In 1942 he began trying out his ideas in his own summer school. Failures dropped by half. In 1944 he put the whole school on the "Kiski Plan."

Kiski's 200 students no longer go from French to history to geometry and back again each day. For nine weeks, one group of students takes nothing but English. Then, after a four-day holiday, the group may begin nine weeks of mathematics, then a language, then history or science. Students and teachers both seem to like the new schedule. Dismissals for scholastic failure have dropped from 15 a year to zero and there is no sign at all that students are bored by their nine-week stretches. "You'd be surprised," says Clark. "For most of them it is the first time they have a chance to get really interested in a subject."

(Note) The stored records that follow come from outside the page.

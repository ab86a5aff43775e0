// crates/capmesh-dispatch/src/lib.rs
// ============================================================================
// Module: capmesh-dispatch
// Description: Request dispatch from the router to capability services.
// Purpose: Resolve a catalog reference to a registered service and carry
//          the invocation over a pluggable transport.
// Dependencies: capmesh-core, capmesh-registry, async-trait, reqwest
// ============================================================================

//! ## Overview
//!
//! Dispatch is two small layers. [`InvocationTransport`] is the wire
//! seam: it moves a prepared request to a service address and returns the
//! reply. [`ToolInvokerProxy`] and [`ResourceAcquirerProxy`] sit above
//! it, resolving the reference type to a registered service and merging
//! advertised configuration with reference overrides before the call.

pub mod proxy;
pub mod transport;

pub use proxy::ResourceAcquirerProxy;
pub use proxy::ToolInvokerProxy;
pub use transport::CallReply;
pub use transport::HttpTransport;
pub use transport::InvocationTransport;
pub use transport::ResourceRequest;
pub use transport::ToolInvokeRequest;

French in Paris. Today, athletics are still important at Kiski (one recent graduate: Olympic Decathlon Champion Bob Mathias), but not all-important. Kiski wants to see its students on the playing field in the afternoon but it insists they spend their evenings in "cultural studies," e.g., practicing the piano, rehearsing with the orchestra, reading.

This year Headmaster Clark decided to take his plan one step farther. Last week he had 14 of his boys in Paris, starting off each morning with a breakfast of croissants and cafe au lait, studying four hours in a Sorbonne classroom, then fanning out over the city to see the sights. Everything was according to the Kiski plan: concentrating on a single subject, the boys had begun to handle French with assurance.

Next fall, during their regular nine-week language period, Headmaster Clark plans to send other students to Mexico to study Spanish. Next spring, it will be Luxembourg for German. When U.S. colleges get the present crop of Kiski boys, Clark hopes, they will find them as interested in studies as in football. And they may find that some of them are good football men, too.

* Including some second-and third-team choices. Among the best known: Notre Dame's Harry Stuhldreher, Columbia's Cliff Montgomery, Stanford's Monk Moscrip.